*Required action*: From the data below, restate every line word for word.

Segment Start: Dataset excerpts

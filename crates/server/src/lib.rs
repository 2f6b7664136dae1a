pub mod errors;
pub mod state;
pub mod routes;
pub mod startup;
pub mod openapi;

pub use startup::run;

Segment End: Dataset excerpts

*Task response*:
filename crates/server/src/lib.rs
repository 2f6b7664136dae1a
pub mod errors;
pub mod state;
pub mod routes;
pub mod startup;
pub mod openapi;

pub use startup::run;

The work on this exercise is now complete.